Investing In Pap Processing Business


Pap, a by-product of corn, is a popular delicacy across Nigeria. It is extracted from grinded corn, which is stirred in hot water to form a paste, similar to custard.

Commonly known as Nigerian local custard, it yields lots of profit because nursing mothers use it as best substitute for their babies and adults take it as food drinks.

Usually, a morning food in most part of the country, it is also a food recommended for those just recovering from ailment, nursing mothers, children and so on.

Pap is rich in carbohydrates, vitamins, and minerals. It contains essential nutrients such as magnesium, potassium, and selenium, making it a nutritious option for all ages. Pap/Akamu is particularly beneficial for nursing mothers and babies. It is believed to aid in breast milk production and provides a digestible food source for infants.
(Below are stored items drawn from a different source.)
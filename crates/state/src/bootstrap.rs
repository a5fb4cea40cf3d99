//! Rebuilding a forest at a target height from an authoritative leaf source.

use std::{
    sync::{
        atomic::{AtomicBool, Ordering},
        mpsc, Arc,
    },
    thread,
};

use threadpool::ThreadPool;
use tracing::*;
use zkl2_db_types::{Namespace, TreeStore, Version};
use zkl2_primitives::{constants::LAST_ACCOUNT_ASSET_ID, Buf32};
use zkl2_smt::{NilHashes, SparseMerkleTree};

use crate::{
    errors::{StateError, StateResult},
    forest::{write_leaf, ForestConfig, TreeForest},
    leaf::{compute_state_root, AccountLeaf, AssetLeaf, LiquidityLeaf, NftLeaf},
};

/// Default number of leaves read from a [`LeafSource`] per batch.
pub const DEFAULT_BATCH_RELOAD_SIZE: usize = 1000;

/// Authoritative leaves of the forest as of some block height.
///
/// Paged methods return entries starting at position `offset` of the
/// source's own ordering; a page shorter than `limit` ends the stream.
pub trait LeafSource: Send + Sync {
    /// Number of registered accounts at `height`.
    fn account_count(&self, height: Version) -> StateResult<u64>;

    /// Account leaves. The `asset_root` of returned leaves is ignored and
    /// recomputed from the asset trees.
    fn accounts(
        &self,
        height: Version,
        offset: u64,
        limit: usize,
    ) -> StateResult<Vec<(u64, AccountLeaf)>>;

    /// Every non-empty asset leaf of one account.
    fn account_assets(&self, height: Version, account_index: u64)
        -> StateResult<Vec<(u64, AssetLeaf)>>;

    fn liquidity(
        &self,
        height: Version,
        offset: u64,
        limit: usize,
    ) -> StateResult<Vec<(u64, LiquidityLeaf)>>;

    fn nfts(&self, height: Version, offset: u64, limit: usize) -> StateResult<Vec<(u64, NftLeaf)>>;
}

/// Tuning of a forest bootstrap.
#[derive(Clone, Debug, PartialEq, Eq)]
pub struct BootstrapConfig {
    /// Leaves read and committed per batch.
    pub batch_size: usize,

    /// Threads building asset trees.
    pub workers: usize,
}

impl BootstrapConfig {
    pub fn new(batch_size: usize, workers: usize) -> Self {
        Self {
            batch_size: batch_size.max(1),
            workers: workers.max(1),
        }
    }
}

impl Default for BootstrapConfig {
    fn default() -> Self {
        let workers = thread::available_parallelism()
            .map(|n| n.get())
            .unwrap_or(4);
        Self::new(DEFAULT_BATCH_RELOAD_SIZE, workers)
    }
}

impl TreeForest {
    /// Builds a forest at `height` into an empty store namespace.
    ///
    /// Asset trees are built first on a bounded pool; the first failure
    /// cancels the remaining jobs. Account, liquidity and NFT leaves are then
    /// streamed in batches, each committed at `height` before the next batch
    /// is read.
    pub fn bootstrap(
        store: Arc<dyn TreeStore>,
        config: ForestConfig,
        source: Arc<dyn LeafSource>,
        height: Version,
        opts: &BootstrapConfig,
    ) -> StateResult<Self> {
        let mut forest = Self::open(store, config, height)?;
        if forest.account_count()? != 0 || forest.state_root()? != empty_state_root(&forest)? {
            return Err(StateError::TreeNotEmpty(forest.config.name.clone()));
        }

        let count = source.account_count(height)?;
        info!(height, accounts = count, workers = opts.workers, "bootstrapping tree forest");
        let asset_roots = build_asset_trees(&forest, source.clone(), height, count, opts.workers)?;

        forest.set_account_count(count);
        stream_batches(opts.batch_size, |offset, limit| {
            let batch = source.accounts(height, offset, limit)?;
            for (index, mut leaf) in batch.iter().cloned() {
                leaf.asset_root = *asset_roots
                    .get(index as usize)
                    .ok_or(StateError::AccountIndexGap { index, next: count })?;
                forest.set_account(index, &leaf)?;
            }
            forest.commit(height)?;
            Ok(batch.len())
        })?;

        stream_batches(opts.batch_size, |offset, limit| {
            let batch = source.liquidity(height, offset, limit)?;
            for (index, leaf) in &batch {
                forest.set_liquidity(*index, leaf)?;
            }
            forest.commit(height)?;
            Ok(batch.len())
        })?;

        stream_batches(opts.batch_size, |offset, limit| {
            let batch = source.nfts(height, offset, limit)?;
            for (index, leaf) in &batch {
                forest.set_nft(*index, leaf)?;
            }
            forest.commit(height)?;
            Ok(batch.len())
        })?;

        let root = forest.commit(height)?;
        info!(height, %root, "bootstrapped tree forest");
        Ok(forest)
    }
}

fn empty_state_root(forest: &TreeForest) -> StateResult<Buf32> {
    Ok(compute_state_root(
        &forest.nils.account.root(),
        &forest.nils.liquidity.root(),
        &forest.nils.nft.root(),
    ))
}

/// Calls `step(offset, limit)` until it reports a short batch.
fn stream_batches(
    batch_size: usize,
    mut step: impl FnMut(u64, usize) -> StateResult<usize>,
) -> StateResult<()> {
    let mut offset = 0u64;
    loop {
        let read = step(offset, batch_size)?;
        offset += read as u64;
        if read < batch_size {
            return Ok(());
        }
    }
}

/// Builds and commits every account's asset tree in parallel and returns
/// their roots indexed by account.
fn build_asset_trees(
    forest: &TreeForest,
    source: Arc<dyn LeafSource>,
    height: Version,
    count: u64,
    workers: usize,
) -> StateResult<Vec<Buf32>> {
    let pool = ThreadPool::new(workers.max(1));
    let (tx, rx) = mpsc::channel::<StateResult<(u64, Buf32)>>();
    let cancelled = Arc::new(AtomicBool::new(false));

    for index in 0..count {
        let tx = tx.clone();
        let source = source.clone();
        let store = forest.store.clone();
        let ns = forest.config.asset_namespace(index);
        let nil = forest.nils.asset.clone();
        let cancelled = cancelled.clone();
        pool.execute(move || {
            if cancelled.load(Ordering::Relaxed) {
                return;
            }
            let res = build_asset_tree(store, ns, nil, source.as_ref(), height, index)
                .map(|root| (index, root));
            if res.is_err() {
                cancelled.store(true, Ordering::Relaxed);
            }
            // receiver dropped after a failed job
            let _ = tx.send(res);
        });
    }
    drop(tx);

    let mut roots = vec![forest.nils.asset.root(); count as usize];
    let mut received = 0u64;
    for res in rx {
        match res {
            Ok((index, root)) => {
                roots[index as usize] = root;
                received += 1;
            }
            Err(err) => {
                cancelled.store(true, Ordering::Relaxed);
                error!(?err, "asset tree build failed, cancelling bootstrap");
                pool.join();
                return Err(err);
            }
        }
    }
    pool.join();

    if received != count {
        return Err(StateError::Bootstrap(format!(
            "{} of {count} asset tree jobs exited without a result",
            count - received
        )));
    }
    Ok(roots)
}

fn build_asset_tree(
    store: Arc<dyn TreeStore>,
    ns: Namespace,
    nil: Arc<NilHashes>,
    source: &dyn LeafSource,
    height: Version,
    account_index: u64,
) -> StateResult<Buf32> {
    let mut tree = SparseMerkleTree::open(store, ns, nil)?;
    if !tree.is_empty()? {
        return Err(StateError::TreeNotEmpty(tree.namespace().to_string()));
    }

    let assets = source.account_assets(height, account_index)?;
    if assets.is_empty() {
        return Ok(tree.root()?);
    }
    for (asset_id, leaf) in &assets {
        if *asset_id == LAST_ACCOUNT_ASSET_ID {
            return Err(StateError::SentinelIndex("asset id"));
        }
        let preimage = (!leaf.is_empty()).then_some(leaf);
        write_leaf(&mut tree, *asset_id, leaf.digest(), preimage)?;
    }
    tree.commit_with_version(height, None)?;
    trace!(account_index, assets = assets.len(), "built asset tree");
    Ok(tree.root()?)
}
Similarly, it is high in demand in all hospitality industry, especially, with more hotels springing up on a weekly basis.

Hence, its a business with a ready-made market for those who is investing in this line of business. Aside regulating blood pressure and acting as food drink, investing in it will be additional investment window for any investor who goes into it.

The good thing is that, corn, which pap is extracted from, is commonly produced in all states across of the country, meaning that, the bye-product is readily available in the market.


Startup Capital/Profitability

This is a business one can start with N5,000 which can yield N30,000 weekly profit.


Pap Processing

Speaking with LEADERSHIP Weekend , Dr Innocent Ihennacho Ogbonna, described Pap as a lactic acid bacteria fermented cereal-based food that assist many mothers to feed the infants.

“Also known as Ogi, it starts with soaking the corn inside water which is changed every day with fresh water until it is fermented after three days and then the fermented corn is grounded and converted to tick paste.

“But before soaking, it is required to wash the grains thoroughly to remove any dirt or impurities. Then, soak in clean water for up to three days to allow fermentation.  Drain the water and grind the grains into a smooth paste after. You can use a traditional grinding machine or a modern blender. Then, you can use a fine sieve or cheesecloth to separate the smooth paste or mould for sales.”

 According to Ogbonna, who is also a lecturer and a farmer, he alternates the grains,depending on the one that is available. 

“For the purpose of exporting, the grounded corn or millet is thoroughly dried and packed in very neat and fine attractive package in order to make it acceptable outside the country,” he pointed out.